In 1882, the McCormick Company, having turned from wire binders to twine binders, sold over fifteen thousand twine binders. The twine binders with their automatic knotters made possible the rapid extension of the wheat belt into the West and Northwest; and large scale farming became common practice in those areas. Schager cites one farm near Casselton, North Dakota, on which sixty self-binders were employed as early as 1882.
The nation was importing substantial volumes of tropical fibers—sisal and jute–while the capability was well within reach to produce this fiber domestically. In fact, from domestically grown hemp could come a fiber greatly superior to those being imported. Charles Dodge wrote in his first report, "There is no reason why hemp culture should not extend over a dozen States and the product used in manufactures which now employ thousands of tons of imported fibers."

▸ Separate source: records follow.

//! Utility to inspect the target tables and print their column layout.

use dotenvy::dotenv;
use sqlx::postgres::PgPoolOptions;
use std::env;

use client_profile_migrator::models::{CLIENT_PROFILES_TABLE, USERS_TABLE};

/// Main entry point for the schema inspection utility.
///
/// Connects to the database and lists the columns of the lookup and target tables,
/// so the row shape can be confirmed before a migration run.
#[tokio::main]
async fn main() -> anyhow::Result<()> {
    dotenv().ok();
    let database_url = env::var("DATABASE_URL")
        .or_else(|_| env::var("DB_URL"))
        .map_err(|_| anyhow::anyhow!("DATABASE_URL or DB_URL must be set"))?;
    let pool = PgPoolOptions::new()
        .max_connections(1)
        .connect(&database_url)
        .await?;

    for table in [USERS_TABLE, CLIENT_PROFILES_TABLE] {
        let columns: Vec<(String, String, String)> = sqlx::query_as(
            "SELECT column_name, data_type, is_nullable FROM information_schema.columns WHERE table_schema = 'public' AND table_name = $1 ORDER BY ordinal_position"
        )
        .bind(table)
        .fetch_all(&pool)
        .await?;

        if columns.is_empty() {
            println!("{}: not found in schema 'public'", table);
            println!();
            continue;
        }

        println!("{}:", table);
        for (col, type_, nullable) in columns {
            let null_marker = if nullable == "YES" { "" } else { " NOT NULL" };
            println!("  - {}: {}{}", col, type_, null_marker);
        }
        println!();
    }

    Ok(())
}
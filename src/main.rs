use clap::Parser;
use std::path::PathBuf;
use std::time::Duration;
use tracing_subscriber::{layer::SubscriberExt, util::SubscriberInitExt};

use client_profile_migrator::config::{Backend, Config};
use client_profile_migrator::db_storage::PgProfileStore;
use client_profile_migrator::migrator::{MigrationOptions, Migrator, RunMode};
use client_profile_migrator::rest_client::RestProfileStore;
use client_profile_migrator::sink::ProfileSink;

/// Migrate client profiles from a legacy user export into `client_profiles`.
#[derive(Debug, Parser)]
#[command(version, about)]
struct Cli {
    /// Legacy user export (CSV with Id, EmailAddress, PublicData, PrivateData, ProtectedData)
    #[arg(long, env = "LEGACY_USERS_CSV")]
    csv: PathBuf,

    /// Process the whole export instead of stopping after the first attempted record
    #[arg(long)]
    all: bool,

    /// With --all, stop after this many records reached the user lookup
    #[arg(long, requires = "all")]
    limit: Option<usize>,

    /// Look users up and build rows without inserting anything
    #[arg(long)]
    dry_run: bool,
}

impl Cli {
    fn migration_options(&self) -> MigrationOptions {
        MigrationOptions {
            mode: if self.all {
                RunMode::Batch { limit: self.limit }
            } else {
                RunMode::SingleRecord
            },
            dry_run: self.dry_run,
        }
    }
}

/// Main entry point for the migration.
///
/// Initializes logging, loads configuration, connects to the selected backend
/// and runs the export through the migrator. Exits non-zero if the export cannot
/// be read or any record ended in an unexpected error.
#[tokio::main(flavor = "current_thread")]
async fn main() -> anyhow::Result<()> {
    // Before argument parsing so env-backed flags see values from .env
    dotenvy::dotenv().ok();

    // Initialize tracing
    tracing_subscriber::registry()
        .with(
            tracing_subscriber::EnvFilter::try_from_default_env()
                .unwrap_or_else(|_| "client_profile_migrator=info".into()),
        )
        .with(tracing_subscriber::fmt::layer())
        .init();

    let cli = Cli::parse();
    let config = Config::from_env()?;

    let sink: Box<dyn ProfileSink> = match &config.backend {
        Backend::Postgres { database_url } => {
            let store = PgProfileStore::connect(database_url).await?;
            tracing::info!("Database connection pool established");
            Box::new(store)
        }
        Backend::Rest {
            base_url,
            service_key,
        } => {
            let store = RestProfileStore::new(
                base_url.clone(),
                service_key.clone(),
                Duration::from_secs(config.http_timeout_secs),
            )?;
            tracing::info!("✓ REST client initialized: {}", base_url);
            Box::new(store)
        }
    };

    let options = cli.migration_options();
    tracing::info!("Starting client profile migration ({:?})", options);

    let mut migrator = Migrator::new(sink.as_ref(), options);
    let result = migrator.run_csv_path(&cli.csv).await;

    let stats = migrator.into_stats();
    stats.log_summary();

    result?;
    if !stats.errors.is_empty() {
        anyhow::bail!("{} record(s) failed to migrate", stats.errors.len());
    }

    Ok(())
}
//! Migration driver: reads the legacy export and pushes client profiles to a sink.
//!
//! Records are processed strictly one after another:
//! extract → look up user → transform → insert.

use crate::errors::{MigrationError, ResultExt};
use crate::extraction::extract_with_report;
use crate::models::{LegacyUserRow, MigrationStats};
use crate::sink::{InsertOutcome, ProfileSink};
use crate::transform::transform_client_profile;
use std::io::Read;
use std::path::Path;

/// When the driver stops reading rows.
#[derive(Debug, Clone, Copy, PartialEq, Eq)]
pub enum RunMode {
    /// Stop after the first record that reaches the user lookup.
    SingleRecord,
    /// Process every row, optionally capping how many records reach the user lookup.
    Batch { limit: Option<usize> },
}

#[derive(Debug, Clone, Copy, PartialEq, Eq)]
pub struct MigrationOptions {
    pub mode: RunMode,
    /// Look users up and build rows without inserting anything.
    pub dry_run: bool,
}

impl Default for MigrationOptions {
    fn default() -> Self {
        Self {
            mode: RunMode::SingleRecord,
            dry_run: false,
        }
    }
}

/// What happened to a single legacy record.
#[derive(Debug, Clone, PartialEq, Eq)]
pub enum RecordOutcome {
    /// The row could not be read from the export.
    InvalidRow,
    /// No company name, nothing to migrate.
    NoClientData,
    UserNotFound,
    LookupFailed,
    Inserted,
    AlreadyExists,
    InsertFailed,
    DryRun,
}

impl RecordOutcome {
    /// Whether the record got as far as the user lookup.
    pub fn attempted(&self) -> bool {
        !matches!(self, RecordOutcome::InvalidRow | RecordOutcome::NoClientData)
    }
}

pub struct Migrator<'a> {
    sink: &'a dyn ProfileSink,
    options: MigrationOptions,
    stats: MigrationStats,
    attempted: usize,
}

impl<'a> Migrator<'a> {
    pub fn new(sink: &'a dyn ProfileSink, options: MigrationOptions) -> Self {
        Self {
            sink,
            options,
            stats: MigrationStats::default(),
            attempted: 0,
        }
    }

    pub fn stats(&self) -> &MigrationStats {
        &self.stats
    }

    pub fn into_stats(self) -> MigrationStats {
        self.stats
    }

    /// Migrates the export at `path`.
    pub async fn run_csv_path(&mut self, path: &Path) -> Result<(), MigrationError> {
        let file = std::fs::File::open(path)
            .with_context(|| format!("CSV file not found: {}", path.display()))?;

        tracing::info!("Migrating client profiles from: {}", path.display());
        self.run_reader(file).await
    }

    /// Migrates an export read from `reader`. The first line must hold the column headers.
    pub async fn run_reader<R: Read>(&mut self, reader: R) -> Result<(), MigrationError> {
        let mut csv_reader = csv::ReaderBuilder::new()
            .has_headers(true)
            .flexible(true)
            .from_reader(reader);

        // A missing header row means the file is unusable, not just one bad record
        csv_reader.headers().map_err(MigrationError::Csv)?;

        for record in csv_reader.deserialize::<LegacyUserRow>() {
            // Checked before the row is touched so a cap of 0 attempts nothing
            if self.should_stop() {
                tracing::info!(
                    "Stopping after {} attempted record(s) ({:?})",
                    self.attempted,
                    self.options.mode
                );
                break;
            }

            let outcome = match record {
                Ok(row) => self.process_record(&row).await,
                Err(e) => {
                    self.stats.total_records += 1;
                    let message = format!("Unreadable CSV row {}: {}", self.stats.total_records, e);
                    tracing::warn!("{}", message);
                    self.stats.errors.push(message);
                    RecordOutcome::InvalidRow
                }
            };

            if outcome.attempted() {
                self.attempted += 1;
            }
        }

        Ok(())
    }

    fn should_stop(&self) -> bool {
        match self.options.mode {
            RunMode::SingleRecord => self.attempted >= 1,
            RunMode::Batch { limit: Some(limit) } => self.attempted >= limit,
            RunMode::Batch { limit: None } => false,
        }
    }

    /// Runs one record through extraction, lookup and insert, updating the statistics.
    pub async fn process_record(&mut self, row: &LegacyUserRow) -> RecordOutcome {
        self.stats.total_records += 1;
        let record_no = self.stats.total_records;

        let report = extract_with_report(&row.public_data, &row.private_data, &row.protected_data);
        for (source, reason) in report.malformed_sources() {
            self.stats.malformed_sources += 1;
            tracing::debug!("Record {} (Id {}): {} ignored: {}", record_no, row.id, source, reason);
        }
        let Some(profile) = report.profile else {
            tracing::debug!("Record {} (Id {}) has no company name, skipping", record_no, row.id);
            return RecordOutcome::NoClientData;
        };

        self.stats.clients_found += 1;
        tracing::info!(
            "Processing record {} (Id {}, email {}): company {}",
            record_no,
            row.id,
            row.email_address,
            profile.company_name
        );

        let email = row.email_address.trim();
        let user_id = if email.is_empty() {
            None
        } else {
            match self.sink.find_user_id(email).await {
                Ok(user_id) => user_id,
                Err(e) => {
                    let message = format!("Error looking up user by email {}: {}", email, e);
                    tracing::error!("{}", message);
                    self.stats.errors.push(message);
                    return RecordOutcome::LookupFailed;
                }
            }
        };

        let Some(user_id) = user_id else {
            self.stats.users_not_found += 1;
            tracing::warn!(
                "❌ User not found in database for email: {:?} (record has client data)",
                row.email_address
            );
            for (field, value) in profile.populated_fields().iter().take(3) {
                tracing::debug!("  {}: {}", field, value);
            }
            return RecordOutcome::UserNotFound;
        };

        tracing::info!("✓ Found user in database: {}", user_id);
        for (field, value) in profile.populated_fields() {
            tracing::debug!("  {}: {}", field, value);
        }

        let profile_row = transform_client_profile(user_id, &profile);

        if self.options.dry_run {
            self.stats.dry_run_previews += 1;
            tracing::info!(
                "Dry run, not inserting: {}",
                serde_json::to_string(&profile_row).unwrap_or_default()
            );
            return RecordOutcome::DryRun;
        }

        match self.sink.insert_profile(&profile_row).await {
            Ok(InsertOutcome::Inserted) => {
                self.stats.profiles_inserted += 1;
                tracing::info!("✓ Successfully inserted client profile for user {}", user_id);
                RecordOutcome::Inserted
            }
            Ok(InsertOutcome::AlreadyExists) => {
                self.stats.duplicates_skipped += 1;
                tracing::warn!("⚠️ Profile already exists for user {} (expected)", user_id);
                RecordOutcome::AlreadyExists
            }
            Ok(InsertOutcome::NoDataReturned) => {
                let message = format!("No data returned for client profile: {}", user_id);
                tracing::error!("❌ {}", message);
                self.stats.errors.push(message);
                RecordOutcome::InsertFailed
            }
            Err(e) => {
                let message = format!(
                    "Error inserting client profile for user {}: {}",
                    user_id, e
                );
                tracing::error!("❌ {}", message);
                self.stats.errors.push(message);
                RecordOutcome::InsertFailed
            }
        }
    }
}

Writing to Dodge in 1890, one binder manufacturer testified:
There is no fiber in the world better suited to this use than American hemp. It is our judgment, based on nearly ten years' experience with large quantities of binder twine each year, that the entire supply of this twine should be made from American hemp....There are 50,000 tons of this binding twine used annually, every pound of which could and should be made from this home product.
Let's get a little perspective on this crop.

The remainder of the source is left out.